26 Daarna zeide zijn vader Isaak tot hem: Kom toch dichterbij en kus mij, mijn zoon.
27 En hij kwam dichterbij en kuste hem. Toen hij de geur van zijn klederen rook, zegende hij hem en zeide: Zie, de geur van mijn zoon is als de geur van het veld, dat de Here gezegend heeft.
28 God zal u geven van de dauw des hemels en van de vette streken der aarde, en overvloed van koren en most.
29 Volken zullen u dienen, en natiën zich voor u nederwerpen; wees heerser over uw broederen, en de zonen uwer moeder zullen zich voor u nederbuigen. Wie u vervloekt, zij vervloekt, en wie u zegent, zij gezegend.
30 Toen Isaak geëindigd had Jakob te zegenen en Jakob nog maar nauwelijks van zijn vader Isaak naar buiten was gegaan, kwam zijn broeder Esau van de jacht.

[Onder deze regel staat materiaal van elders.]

use crate::document::DocId;
use crate::index::SearchServer;
use std::collections::HashSet;
use std::sync::Arc;

/// Removes every document whose set of distinct words equals that of a
/// document with a smaller id. Term frequencies are ignored. Returns the
/// removed ids in ascending order.
pub fn remove_duplicates(server: &mut SearchServer) -> Vec<DocId> {
    let mut seen: HashSet<Vec<Arc<str>>> = HashSet::new();
    let mut duplicates = Vec::new();
    for id in server.document_ids() {
        let Ok(frequencies) = server.word_frequencies(id) else {
            continue;
        };
        let words: Vec<Arc<str>> = frequencies.keys().cloned().collect();
        if !seen.insert(words) {
            tracing::info!(id, "found duplicate document");
            duplicates.push(id);
        }
    }
    for &id in &duplicates {
        server.remove_document(id);
    }
    duplicates
}

#[cfg(test)]
mod tests {
    use super::*;
    use crate::document::DocumentStatus;

    #[test]
    fn keeps_the_first_of_each_word_set() {
        let mut server = SearchServer::from_stop_words_text("and with").unwrap();
        let documents = [
            (1, "funny pet and nasty rat"),
            (2, "funny pet with curly hair"),
            (3, "funny pet with curly hair"),
            (4, "funny pet and curly hair"),
            (5, "funny funny pet and nasty nasty rat"),
            (6, "funny pet and not very nasty rat"),
            (7, "very nasty rat and not very funny pet"),
            (8, "pet with rat and rat and rat"),
            (9, "nasty rat with curly hair"),
        ];
        for (id, text) in documents {
            server.add_document(id, text, DocumentStatus::Active, &[1, 2]).unwrap();
        }
        assert_eq!(server.document_count(), 9);
        assert_eq!(remove_duplicates(&mut server), vec![3, 4, 5, 7]);
        assert_eq!(server.document_ids().collect::<Vec<_>>(), vec![1, 2, 6, 8, 9]);
    }

    #[test]
    fn empty_documents_are_duplicates_of_each_other() {
        let mut server = SearchServer::from_stop_words_text("the").unwrap();
        server.add_document(1, "the", DocumentStatus::Active, &[]).unwrap();
        server.add_document(2, "", DocumentStatus::Active, &[]).unwrap();
        assert_eq!(remove_duplicates(&mut server), vec![2]);
        assert_eq!(server.document_count(), 1);
    }

    #[test]
    fn no_duplicates_removes_nothing() {
        let mut server = SearchServer::new(["x"]).unwrap();
        server.add_document(1, "a b", DocumentStatus::Active, &[]).unwrap();
        server.add_document(2, "a c", DocumentStatus::Active, &[]).unwrap();
        assert!(remove_duplicates(&mut server).is_empty());
        assert_eq!(server.document_count(), 2);
    }
}
//! Document records as stored in JSON and JSONL corpus files.

use crate::document::{DocId, DocumentStatus, Rating};
use crate::index::SearchServer;
use serde::{Deserialize, Serialize};
use std::io::{self, BufRead, Read};
use thiserror::Error;

#[derive(Debug, Clone, PartialEq, Eq, Serialize, Deserialize)]
pub struct DocumentRecord {
    pub id: DocId,
    pub text: String,
    #[serde(default)]
    pub status: DocumentStatus,
    #[serde(default)]
    pub ratings: Vec<Rating>,
}

#[derive(Debug, Default, Clone, Copy, PartialEq, Eq)]
pub struct LoadStats {
    pub added: usize,
    pub skipped: usize,
}

#[derive(Debug, Error)]
pub enum CorpusError {
    #[error("failed to read corpus: {0}")]
    Io(#[from] io::Error),
    #[error("malformed document record: {0}")]
    Json(#[from] serde_json::Error),
}

/// One record per line; blank lines are ignored.
pub fn read_json_lines<R: BufRead>(reader: R) -> Result<Vec<DocumentRecord>, CorpusError> {
    let mut records = Vec::new();
    for line in reader.lines() {
        let line = line?;
        if line.trim().is_empty() {
            continue;
        }
        records.push(serde_json::from_str(&line)?);
    }
    Ok(records)
}

/// A JSON array of records or a single record object. Any other JSON value
/// holds no records.
pub fn read_json<R: Read>(reader: R) -> Result<Vec<DocumentRecord>, CorpusError> {
    let json: serde_json::Value = serde_json::from_reader(reader)?;
    let records = match json {
        serde_json::Value::Array(items) => {
            items.into_iter().map(serde_json::from_value).collect::<Result<_, _>>()?
        }
        serde_json::Value::Object(_) => vec![serde_json::from_value(json)?],
        _ => Vec::new(),
    };
    Ok(records)
}

impl SearchServer {
    /// Adds every record the index accepts. Rejected records are logged and
    /// counted as skipped.
    pub fn add_records<I>(&mut self, records: I) -> LoadStats
    where
        I: IntoIterator<Item = DocumentRecord>,
    {
        let mut stats = LoadStats::default();
        for record in records {
            match self.add_document(record.id, &record.text, record.status, &record.ratings) {
                Ok(()) => stats.added += 1,
                Err(e) => {
                    tracing::warn!(id = record.id, error = %e, "skipping document");
                    stats.skipped += 1;
                }
            }
        }
        stats
    }
}
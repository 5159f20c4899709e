use anyhow::Result;
use axum::extract::{Path, Query, State};
use axum::http::{HeaderMap, StatusCode};
use axum::response::{IntoResponse, Response};
use axum::routing::{delete, get, post};
use axum::{Json, Router};
use parking_lot::RwLock;
use search_core::batch::process_queries;
use search_core::corpus::read_json_lines;
use search_core::dedup::remove_duplicates;
use search_core::{
    DocId, Document, DocumentRecord, DocumentStatus, ErrorKind, Execution, SearchError,
    SearchServer,
};
use serde::{Deserialize, Serialize};
use std::collections::BTreeMap;
use std::fs::File;
use std::io::BufReader;
use std::sync::Arc;
use tower_http::cors::{AllowOrigin, Any, CorsLayer};
use tower_http::trace::TraceLayer;

/// The index is not safe for concurrent mutation, so writers take the lock
/// exclusively while searches share it.
pub type SharedIndex = Arc<RwLock<SearchServer>>;

#[derive(Clone)]
pub struct AppState {
    pub index: SharedIndex,
    pub admin_token: Option<String>,
}

#[derive(Deserialize)]
pub struct SearchParams {
    pub q: String,
    #[serde(default)]
    pub status: DocumentStatus,
    #[serde(default)]
    pub parallel: bool,
}

#[derive(Serialize, Deserialize)]
pub struct SearchResponse {
    pub query: String,
    pub took_s: f64,
    pub total_hits: usize,
    pub results: Vec<Document>,
}

#[derive(Deserialize)]
pub struct BatchRequest {
    pub queries: Vec<String>,
}

#[derive(Serialize, Deserialize)]
pub struct BatchResponse {
    pub results: Vec<Vec<Document>>,
}

#[derive(Deserialize)]
pub struct MatchParams {
    pub q: String,
    #[serde(default)]
    pub parallel: bool,
}

#[derive(Serialize, Deserialize)]
pub struct MatchResponse {
    pub document_id: DocId,
    pub words: Vec<String>,
    pub status: DocumentStatus,
}

#[derive(Serialize, Deserialize)]
pub struct DocumentsResponse {
    pub count: usize,
    pub ids: Vec<DocId>,
}

#[derive(Deserialize)]
pub struct RemoveParams {
    #[serde(default)]
    pub parallel: bool,
}

#[derive(Serialize, Deserialize)]
pub struct DedupResponse {
    pub removed: Vec<DocId>,
    pub count: usize,
}

pub struct ApiError(StatusCode, String);

impl From<SearchError> for ApiError {
    fn from(err: SearchError) -> Self {
        let status = match err.kind() {
            ErrorKind::Id => match err {
                SearchError::UnknownId(_) => StatusCode::NOT_FOUND,
                SearchError::DuplicateId(_) => StatusCode::CONFLICT,
                _ => StatusCode::BAD_REQUEST,
            },
            ErrorKind::Content | ErrorKind::Parse => StatusCode::BAD_REQUEST,
        };
        ApiError(status, err.to_string())
    }
}

impl IntoResponse for ApiError {
    fn into_response(self) -> Response {
        (self.0, Json(serde_json::json!({ "error": self.1 }))).into_response()
    }
}

fn execution(parallel: bool) -> Execution {
    if parallel { Execution::Parallel } else { Execution::Sequential }
}

/// Runs index work on the blocking pool. Taking the lock and ranking can both
/// take a while, and neither may park a runtime worker.
async fn run_blocking<T, F>(f: F) -> Result<T, ApiError>
where
    F: FnOnce() -> Result<T, ApiError> + Send + 'static,
    T: Send + 'static,
{
    tokio::task::spawn_blocking(f)
        .await
        .map_err(|e| ApiError(StatusCode::INTERNAL_SERVER_ERROR, e.to_string()))?
}

pub fn build_app(index: SearchServer, admin_token: Option<String>) -> Router {
    router(Arc::new(RwLock::new(index)), admin_token)
}

pub fn router(index: SharedIndex, admin_token: Option<String>) -> Router {
    let app_state = AppState { index, admin_token };

    // CORS: read CORS_ALLOW_ORIGIN (comma-separated) or allow Any by default
    let cors = match std::env::var("CORS_ALLOW_ORIGIN") {
        Ok(val) => {
            let origins: Vec<_> = val
                .split(',')
                .filter_map(|s| s.trim().parse().ok())
                .collect();
            if origins.is_empty() {
                CorsLayer::new().allow_origin(Any).allow_methods(Any).allow_headers(Any)
            } else {
                CorsLayer::new()
                    .allow_origin(AllowOrigin::list(origins))
                    .allow_methods(Any)
                    .allow_headers(Any)
            }
        }
        Err(_) => CorsLayer::new().allow_origin(Any).allow_methods(Any).allow_headers(Any),
    };

    Router::new()
        .route("/health", get(|| async { "ok" }))
        .route("/search", get(search_handler))
        .route("/search/batch", post(batch_handler))
        .route("/documents", get(list_documents).post(add_document))
        .route("/documents/:id", delete(remove_document))
        .route("/documents/:id/words", get(word_frequencies))
        .route("/documents/:id/match", get(match_document))
        .route("/dedup", post(dedup))
        .with_state(app_state)
        .layer(cors)
        .layer(TraceLayer::new_for_http())
}

/// Adds documents from a JSONL file. Rejected documents are logged and
/// skipped; returns how many were added.
pub fn load_corpus(server: &mut SearchServer, path: &std::path::Path) -> Result<usize> {
    let records = read_json_lines(BufReader::new(File::open(path)?))?;
    let stats = server.add_records(records);
    Ok(stats.added)
}

pub async fn search_handler(
    State(state): State<AppState>,
    Query(params): Query<SearchParams>,
) -> Result<Json<SearchResponse>, ApiError> {
    run_blocking(move || {
        let start = std::time::Instant::now();
        let status = params.status;
        let results = state.index.read().find_top_documents_with(
            execution(params.parallel),
            &params.q,
            |_, s, _| s == status,
        )?;
        let took_s = start.elapsed().as_secs_f64();
        Ok(Json(SearchResponse { query: params.q, took_s, total_hits: results.len(), results }))
    })
    .await
}

pub async fn batch_handler(
    State(state): State<AppState>,
    Json(request): Json<BatchRequest>,
) -> Result<Json<BatchResponse>, ApiError> {
    run_blocking(move || {
        let results = process_queries(&state.index.read(), &request.queries)?;
        Ok(Json(BatchResponse { results }))
    })
    .await
}

pub async fn list_documents(
    State(state): State<AppState>,
) -> Result<Json<DocumentsResponse>, ApiError> {
    run_blocking(move || {
        let index = state.index.read();
        let ids = index.document_ids().collect();
        Ok(Json(DocumentsResponse { count: index.document_count(), ids }))
    })
    .await
}

pub async fn word_frequencies(
    State(state): State<AppState>,
    Path(id): Path<DocId>,
) -> Result<Json<BTreeMap<String, f64>>, ApiError> {
    run_blocking(move || {
        let index = state.index.read();
        let frequencies = index.word_frequencies(id)?;
        Ok(Json(frequencies.iter().map(|(word, tf)| (word.to_string(), *tf)).collect()))
    })
    .await
}

pub async fn match_document(
    State(state): State<AppState>,
    Path(id): Path<DocId>,
    Query(params): Query<MatchParams>,
) -> Result<Json<MatchResponse>, ApiError> {
    run_blocking(move || {
        let index = state.index.read();
        let (words, status) = index.match_document_with(execution(params.parallel), &params.q, id)?;
        let words = words.into_iter().map(str::to_string).collect();
        Ok(Json(MatchResponse { document_id: id, words, status }))
    })
    .await
}

pub async fn add_document(
    State(state): State<AppState>,
    headers: HeaderMap,
    Json(doc): Json<DocumentRecord>,
) -> Result<(StatusCode, Json<serde_json::Value>), ApiError> {
    authorize(&state, &headers)?;
    run_blocking(move || {
        state.index.write().add_document(doc.id, &doc.text, doc.status, &doc.ratings)?;
        Ok((StatusCode::CREATED, Json(serde_json::json!({ "id": doc.id }))))
    })
    .await
}

pub async fn remove_document(
    State(state): State<AppState>,
    headers: HeaderMap,
    Path(id): Path<DocId>,
    Query(params): Query<RemoveParams>,
) -> Result<StatusCode, ApiError> {
    authorize(&state, &headers)?;
    run_blocking(move || {
        if state.index.write().remove_document_with(execution(params.parallel), id) {
            Ok(StatusCode::NO_CONTENT)
        } else {
            Err(SearchError::UnknownId(id).into())
        }
    })
    .await
}

pub async fn dedup(
    State(state): State<AppState>,
    headers: HeaderMap,
) -> Result<Json<DedupResponse>, ApiError> {
    authorize(&state, &headers)?;
    run_blocking(move || {
        let mut index = state.index.write();
        let removed = remove_duplicates(&mut index);
        tracing::info!(removed = removed.len(), "removed duplicate documents");
        Ok(Json(DedupResponse { removed, count: index.document_count() }))
    })
    .await
}

fn authorize(state: &AppState, headers: &HeaderMap) -> Result<(), ApiError> {
    let required = match &state.admin_token {
        Some(t) => t,
        None => return Err(ApiError(StatusCode::UNAUTHORIZED, "ADMIN_TOKEN not set".into())),
    };
    let provided = headers.get("X-ADMIN-TOKEN").and_then(|v| v.to_str().ok()).unwrap_or("");
    if provided == required {
        Ok(())
    } else {
        Err(ApiError(StatusCode::UNAUTHORIZED, "invalid admin token".into()))
    }
}
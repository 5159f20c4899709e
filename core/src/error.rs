use crate::document::DocId;
use thiserror::Error;

pub type Result<T, E = SearchError> = std::result::Result<T, E>;

#[derive(Debug, Clone, PartialEq, Eq, Error)]
pub enum SearchError {
    #[error("document id {0} is negative")]
    NegativeId(DocId),
    #[error("document id {0} is already indexed")]
    DuplicateId(DocId),
    #[error("document id {0} is not indexed")]
    UnknownId(DocId),
    #[error("word {0:?} is empty or contains a control character")]
    InvalidWord(String),
    #[error("stop word {0:?} contains a control character")]
    InvalidStopWord(String),
    #[error("query word {word:?} is invalid: {reason}")]
    InvalidQueryWord { word: String, reason: QueryWordError },
}

#[derive(Debug, Clone, Copy, PartialEq, Eq, Error)]
pub enum QueryWordError {
    #[error("empty word")]
    Empty,
    #[error("lone minus sign")]
    LoneMinus,
    #[error("starts with a double minus")]
    DoubleMinus,
    #[error("contains a control character")]
    ControlCharacter,
    #[error("used both as a plus and a minus word")]
    PlusAndMinus,
}

#[derive(Debug, Clone, Copy, PartialEq, Eq)]
pub enum ErrorKind {
    Id,
    Content,
    Parse,
}

impl SearchError {
    pub fn kind(&self) -> ErrorKind {
        match self {
            SearchError::NegativeId(_)
            | SearchError::DuplicateId(_)
            | SearchError::UnknownId(_) => ErrorKind::Id,
            SearchError::InvalidWord(_) | SearchError::InvalidStopWord(_) => ErrorKind::Content,
            SearchError::InvalidQueryWord { .. } => ErrorKind::Parse,
        }
    }

    pub(crate) fn query_word(word: &str, reason: QueryWordError) -> Self {
        SearchError::InvalidQueryWord { word: word.to_string(), reason }
    }
}
use crate::document::{average_rating, DocId, DocumentData, DocumentStatus, Rating};
use crate::error::{Result, SearchError};
use crate::execution::Execution;
use crate::postings::{PostingIndex, WordFrequencies};
use crate::query::{Query, QueryMode};
use crate::tokenizer::{is_valid_word, split_into_words, StopWords, Tokenizer};
use std::collections::btree_map::Keys;
use std::collections::BTreeMap;
use std::fmt;
use std::iter::Copied;

/// The search index: postings, their per-document transpose and the catalog
/// of live documents.
///
/// `&self` methods may run from many threads at once. Adding and removing
/// documents need `&mut self`; a process that mixes them with concurrent
/// searches has to put the whole index behind a reader-writer lock.
pub struct SearchServer {
    stop_words: StopWords,
    tokenizer: Tokenizer,
    pub(crate) index: PostingIndex,
    /// Keyed by id, so iteration yields live ids in ascending order.
    pub(crate) documents: BTreeMap<DocId, DocumentData>,
}

impl SearchServer {
    pub fn new<I, S>(stop_words: I) -> Result<Self>
    where
        I: IntoIterator<Item = S>,
        S: AsRef<str>,
    {
        Ok(Self {
            stop_words: StopWords::new(stop_words)?,
            tokenizer: split_into_words,
            index: PostingIndex::default(),
            documents: BTreeMap::new(),
        })
    }

    /// Stop words given as one space separated string.
    pub fn from_stop_words_text(text: &str) -> Result<Self> {
        Self::new(split_into_words(text))
    }

    /// Replaces the tokenizer used for documents and queries.
    pub fn with_tokenizer(mut self, tokenizer: Tokenizer) -> Self {
        self.tokenizer = tokenizer;
        self
    }

    pub fn stop_words(&self) -> &StopWords { &self.stop_words }

    pub fn add_document(
        &mut self,
        id: DocId,
        text: &str,
        status: DocumentStatus,
        ratings: &[Rating],
    ) -> Result<()> {
        if id < 0 {
            return Err(SearchError::NegativeId(id));
        }
        if self.documents.contains_key(&id) {
            return Err(SearchError::DuplicateId(id));
        }
        // Validated in full before anything is written.
        let words = self.split_into_words_no_stop(text)?;
        self.index.insert(id, &words);
        let rating = average_rating(ratings);
        self.documents.insert(id, DocumentData { rating, status });
        tracing::debug!(id, words = words.len(), rating, %status, "document added");
        Ok(())
    }

    /// Removing an id that is not indexed does nothing and returns false.
    pub fn remove_document(&mut self, id: DocId) -> bool {
        self.remove_document_with(Execution::Sequential, id)
    }

    pub fn remove_document_with(&mut self, execution: Execution, id: DocId) -> bool {
        if self.documents.remove(&id).is_none() {
            return false;
        }
        self.index.remove(execution, id);
        tracing::debug!(id, ?execution, "document removed");
        true
    }

    pub fn document_count(&self) -> usize { self.documents.len() }

    pub fn contains(&self, id: DocId) -> bool { self.documents.contains_key(&id) }

    /// Live ids in ascending order.
    pub fn document_ids(&self) -> Copied<Keys<'_, DocId, DocumentData>> {
        self.documents.keys().copied()
    }

    /// Rating and status of a live document.
    pub fn document(&self, id: DocId) -> Result<DocumentData> {
        self.documents.get(&id).copied().ok_or(SearchError::UnknownId(id))
    }

    /// Word to term frequency for one document. Empty for a document that had
    /// no indexable words.
    pub fn word_frequencies(&self, id: DocId) -> Result<&WordFrequencies> {
        self.index.word_frequencies(id).ok_or(SearchError::UnknownId(id))
    }

    /// Number of distinct indexed words.
    pub fn vocabulary_size(&self) -> usize { self.index.word_count() }

    fn split_into_words_no_stop<'a>(&self, text: &'a str) -> Result<Vec<&'a str>> {
        let mut words = Vec::new();
        for word in (self.tokenizer)(text) {
            if word.is_empty() || !is_valid_word(word) {
                return Err(SearchError::InvalidWord(word.to_string()));
            }
            if !self.stop_words.contains(word) {
                words.push(word);
            }
        }
        Ok(words)
    }

    pub(crate) fn parse_query<'q>(&self, text: &'q str, mode: QueryMode) -> Result<Query<'q>> {
        Query::parse(text, &self.stop_words, self.tokenizer, mode)
    }

    /// ln(live documents / documents containing the word); the word must be
    /// indexed.
    pub(crate) fn inverse_document_freq(&self, postings_len: usize) -> f64 {
        (self.document_count() as f64 / postings_len as f64).ln()
    }
}

impl fmt::Debug for SearchServer {
    fn fmt(&self, f: &mut fmt::Formatter<'_>) -> fmt::Result {
        f.debug_struct("SearchServer")
            .field("stop_words", &self.stop_words)
            .field("documents", &self.documents.len())
            .field("words", &self.index.word_count())
            .finish_non_exhaustive()
    }
}

impl<'a> IntoIterator for &'a SearchServer {
    type Item = DocId;
    type IntoIter = Copied<Keys<'a, DocId, DocumentData>>;

    fn into_iter(self) -> Self::IntoIter { self.document_ids() }
}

31 Ook hij bereidde een smakelijk gerecht en bracht dat aan zijn vader. En hij zeide tot zijn vader: Mijn vader richte zich op en ete van het wildbraad van zijn zoon, opdat gij mij zegent.
32 En zijn vader Isaak zeide tot hem: Wie zijt gij? En hij zeide: Ik ben uw eerstgeboren zoon Esau.